▶ [GIVEN RECORDS]
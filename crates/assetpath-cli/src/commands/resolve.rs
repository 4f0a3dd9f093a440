//! Resolve, canonicalize and identify commands

use super::StoreArgs;
use anyhow::{Context, Result};
use assetpath_core::AssetIdentifier;
use assetpath_resolver::{AssetResolver, Resolution};
use serde::Serialize;
use std::path::Path;

#[derive(Serialize)]
struct ResolveRow {
    identifier: String,
    resolved: Option<String>,
    #[serde(skip_serializing_if = "Option::is_none")]
    reason: Option<String>,
}

pub fn run(store: &StoreArgs, identifiers: &[String], explain: bool, format: &str) -> Result<()> {
    let resolver = store.resolver()?;

    let mut rows = Vec::new();
    for raw in identifiers {
        let id = AssetIdentifier::parse(raw)
            .with_context(|| format!("Invalid identifier '{}'", raw))?;
        let resolution = resolver.diagnose(&id);
        let reason = match &resolution {
            Resolution::Resolved(_) => None,
            other => Some(other.to_string()),
        };
        rows.push(ResolveRow {
            identifier: raw.clone(),
            resolved: resolution.into_resolved().map(|p| p.to_string()),
            reason: if explain { reason } else { None },
        });
    }

    match format {
        "json" => println!("{}", serde_json::to_string_pretty(&rows)?),
        "text" => {
            for row in &rows {
                match (&row.resolved, &row.reason) {
                    (Some(path), _) => println!("{} -> {}", row.identifier, path),
                    (None, Some(reason)) => println!("{} -> (none: {})", row.identifier, reason),
                    (None, None) => println!("{} -> (none)", row.identifier),
                }
            }
        }
        _ => anyhow::bail!("Unknown format: {}", format),
    }

    Ok(())
}

pub fn canonicalize(store: &StoreArgs, identifier: &str) -> Result<()> {
    let resolver = store.resolver()?;
    println!("{}", resolver.canonicalize(identifier));
    Ok(())
}

pub fn identify(store: &StoreArgs, path: &str) -> Result<()> {
    let resolver = store.resolver()?;
    match resolver.identifier_for_path(Path::new(path)) {
        Some(id) => println!("{}", id),
        None => anyhow::bail!("'{}' is not a versioned document inside the asset store", path),
    }
    Ok(())
}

▶ [DIRECTIONS] In the entries above, which lines hold the string "commands"? Report all of them.

▶ [SOLUTION BELOW]
filename crates/assetpath-cli/src/commands/resolve.rs
//! Resolve, canonicalize and identify commands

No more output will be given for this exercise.